Motion sensors fundamentals
First, a quick recap on what we mean by motion sensors. There are three kinds commonly used: accelerometer, gyroscope, and magnetometer.
The accelerometer measures acceleration, which can include acceleration due to gravity. This means it can sense the direction of gravity relative to the sensor – basically, which way is up. The gyroscope measures the change in angular position by measuring the angular velocity.
With three degrees of freedom, or axes, for each of the accelerometer and gyroscope, combining both gives us a 6-axis motion sensor, or inertial measurement unit (IMU) (see Figure 1). For many applications, we need to add a magnetometer, which measures the strength and direction of the Earth’s magnetic field, so we can estimate our heading. Adding a 3-axis magnetometer on top of the accelerometer and gyroscope creates a 9-axis IMU.
For the purposes of this post, we are going to discuss IMUs. Though there are certain properties we discuss that can be applied to an accelerometer, gyroscope, or magnetometer on their own, the challenges of combining at least two of these sensors is what we’d like to illuminate.
Figure 1: Motion sensing with an IMU (Source: CEVA)
Keeping it accurate
So now we’ve reminded ourselves of the theory, how does it work in practice? How can we get the accuracy we need?
For an IMU, the accuracy achieved in determining our device’s heading is a basic metric that we can start from. Our requirements might be within a degree or two, while less accuracy could be acceptable for another application. For instance, the accuracy requirements of an XR headset is going to be much tighter than that of a children’s robotic toy. We should then consider the stability of this data, and whether it will vary over time, and with temperature.
Obtaining the highest accuracy output from our IMU requires the use of sensor fusion, which is the concept of combining data from multiple sensors to create a sum greater than its parts. Each sensor of our IMU has different strengths and weaknesses that can be fused together for that solution.

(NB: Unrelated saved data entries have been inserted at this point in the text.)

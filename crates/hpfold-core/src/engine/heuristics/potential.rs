use super::{Heuristic, HeuristicScore, max_of};
use crate::core::models::chain::Chain;
use crate::core::models::residue::Residue;

pub const DEFAULT_MULT_FACTOR: f64 = 7.0;

/// Pairs `(i, j)` with `j < i` that can ever touch on a cubic lattice: an odd
/// index distance of at least 3. Stops at the first in-transit residue on
/// either side, and skips residues for which `skip` returns true.
pub(crate) fn reachable_pairs(
    residues: &[Residue],
    skip: fn(&Residue) -> bool,
) -> impl Iterator<Item = (&Residue, &Residue)> + '_ {
    residues
        .iter()
        .enumerate()
        .skip(3)
        .filter(move |(_, r)| !skip(r))
        .take_while(|(_, r)| r.is_committed())
        .flat_map(move |(i, residue)| {
            residues[..i - 1]
                .iter()
                .skip((i + 1) % 2)
                .step_by(2)
                .filter(move |other| !skip(other))
                .take_while(|other| other.is_committed())
                .map(move |other| (residue, other))
        })
}

/// Sum of inverse squared distances between non-polar residues that could
/// bond. Higher means the bonding residues are packed closer together.
#[derive(Debug)]
pub struct Potential {
    mult_factor: f64,
    values: Vec<f64>,
}

impl Default for Potential {
    fn default() -> Self {
        Self::new(DEFAULT_MULT_FACTOR)
    }
}

impl Potential {
    pub fn new(mult_factor: f64) -> Self {
        Self {
            mult_factor,
            values: Vec::new(),
        }
    }

    fn potential(chain: &Chain) -> f64 {
        reachable_pairs(chain.residues(), |r| r.label().is_polar())
            .map(|(a, b)| 1.0 / (a.position() - b.position()).len_sq() as f64)
            .sum()
    }
}

impl Heuristic for Potential {
    fn name(&self) -> &'static str {
        "potential"
    }

    fn reset(&mut self) {
        self.values.clear();
    }

    fn run(&mut self, chain: &Chain) {
        self.values.push(Self::potential(chain));
    }

    /// The most compact candidate scores `1.0`; every relative shortfall is
    /// multiplied by the sharpening factor and the result clamped at zero.
    fn interpret(&self) -> Vec<HeuristicScore> {
        let max = max_of(&self.values).unwrap_or(0.0);
        if max == 0.0 {
            return vec![HeuristicScore::ZERO; self.values.len()];
        }
        self.values
            .iter()
            .map(|&v| HeuristicScore(((v / max - 1.0) * self.mult_factor + 1.0).max(0.0)))
            .collect()
    }
}

#[cfg(test)]
mod tests {
    use super::*;
    use crate::core::models::direction::Direction::*;

    #[test]
    fn reachable_pairs_have_odd_distance_of_at_least_three() {
        let chain: Chain = "HHHHHHHH".parse().unwrap();
        let residues = chain.residues();
        let index = |r: &Residue| residues.iter().position(|x| std::ptr::eq(x, r)).unwrap();
        for (a, b) in reachable_pairs(residues, |_| false) {
            let distance = index(a) - index(b);
            assert!(distance >= 3 && distance % 2 == 1, "distance {}", distance);
        }
        // (3,0) (4,1) (5,0) (5,2) (6,1) (6,3) (7,0) (7,2) (7,4)
        assert_eq!(reachable_pairs(residues, |_| false).count(), 9);
    }

    #[test]
    fn square_is_more_compact_than_line() {
        let mut chain: Chain = "HPPH".parse().unwrap();
        assert!((Potential::potential(&chain) - 1.0 / 9.0).abs() < 1e-12);
        chain.set_order(&[Up, Right, Down]).unwrap();
        assert_eq!(Potential::potential(&chain), 1.0);
    }

    #[test]
    fn polar_residues_contribute_nothing() {
        let mut chain: Chain = "PPPP".parse().unwrap();
        chain.set_order(&[Up, Right, Down]).unwrap();
        assert_eq!(Potential::potential(&chain), 0.0);
    }

    #[test]
    fn stops_at_first_residue_in_transit() {
        let mut chain: Chain = "HPPH".parse().unwrap();
        chain.change_direction(2, Up, false).unwrap();
        assert_eq!(Potential::potential(&chain), 0.0);
        chain.collect_positions();
        assert!((Potential::potential(&chain) - 0.2).abs() < 1e-12);
    }

    #[test]
    fn interpret_sharpens_and_clamps() {
        let mut heuristic = Potential::default();
        let mut chain: Chain = "HPPH".parse().unwrap();
        heuristic.run(&chain);
        chain.set_order(&[Up, Right, Down]).unwrap();
        heuristic.run(&chain);
        assert_eq!(
            heuristic.interpret(),
            vec![HeuristicScore(0.0), HeuristicScore(1.0)]
        );

        let mut mild = Potential::new(1.0);
        mild.values = vec![1.0, 2.0];
        assert_eq!(
            mild.interpret(),
            vec![HeuristicScore(0.5), HeuristicScore(1.0)]
        );
    }
}
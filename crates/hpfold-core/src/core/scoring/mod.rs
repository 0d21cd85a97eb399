pub mod bond;
pub mod bounds;
pub mod fast;

use serde::{Deserialize, Serialize};
use std::fmt;
use std::iter::Sum;
use std::ops::{Add, AddAssign};

/// Contact energy of a fold. Lower (more negative) is better.
#[derive(
    Debug, Clone, Copy, PartialEq, Eq, PartialOrd, Ord, Hash, Default, Serialize, Deserialize,
)]
#[serde(transparent)]
pub struct BondScore(pub i32);

impl BondScore {
    pub const ZERO: BondScore = BondScore(0);

    pub fn value(self) -> i32 {
        self.0
    }

    pub fn is_better_than(self, other: BondScore) -> bool {
        self.0 < other.0
    }

    /// The score with its sign flipped, so that larger means better.
    pub fn strength(self) -> i32 {
        -self.0
    }
}

impl Add for BondScore {
    type Output = BondScore;

    fn add(self, rhs: BondScore) -> BondScore {
        BondScore(self.0 + rhs.0)
    }
}

impl AddAssign for BondScore {
    fn add_assign(&mut self, rhs: BondScore) {
        self.0 += rhs.0;
    }
}

impl Sum for BondScore {
    fn sum<I: Iterator<Item = BondScore>>(iter: I) -> Self {
        iter.fold(BondScore::ZERO, |acc, s| acc + s)
    }
}

impl fmt::Display for BondScore {
    fn fmt(&self, f: &mut fmt::Formatter<'_>) -> fmt::Result {
        write!(f, "{}", self.0)
    }
}

#[cfg(test)]
mod tests {
    use super::*;

    #[test]
    fn lower_scores_are_better() {
        assert!(BondScore(-3).is_better_than(BondScore(-2)));
        assert!(!BondScore(0).is_better_than(BondScore(0)));
        assert!(BondScore(-3) < BondScore(-2));
        assert_eq!(BondScore(-4).strength(), 4);
    }

    #[test]
    fn scores_sum_like_integers() {
        let total: BondScore = [BondScore(-1), BondScore(-5), BondScore::ZERO]
            .into_iter()
            .sum();
        assert_eq!(total, BondScore(-6));

        let mut acc = BondScore(-1);
        acc += BondScore(-1);
        assert_eq!(acc.value(), -2);
    }
}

One way to think about sensor fusion is to base it around ‘trust’. In this case, we can use ‘trust’ to mean that the data from a particular sensor has a reasonable level of confidence for its accuracy and relevance. Say you’re the President of a country and have to determine policies. You have an economic, health, and military advisor. Each one gives you input, but they all know different areas. They have guesses on how their opinions would affect their counterparts, but alas they’re only guesses. It’s up to you to process and fuse their information into the best decision.
Similarly, you have two or three ‘advisors’ who you can call on for orientation data from your IMU: the accelerometer, gyroscope, and sometimes the magnetometer. The gyroscope is the easiest one to explain. Consumer grade gyroscopes can be trusted for relative orientation changes over short periods of time of a few seconds, but the output will drift over longer time intervals, tens of seconds plus. The accelerometer is helpful for measuring gravity long term, but can be confused by certain scenarios, such as constant acceleration in a car. We can trust the magnetometer in stable magnetic environments, like in the countryside or the woods, but less so when there is magnetic interference, for example inside an office built with steel pillars.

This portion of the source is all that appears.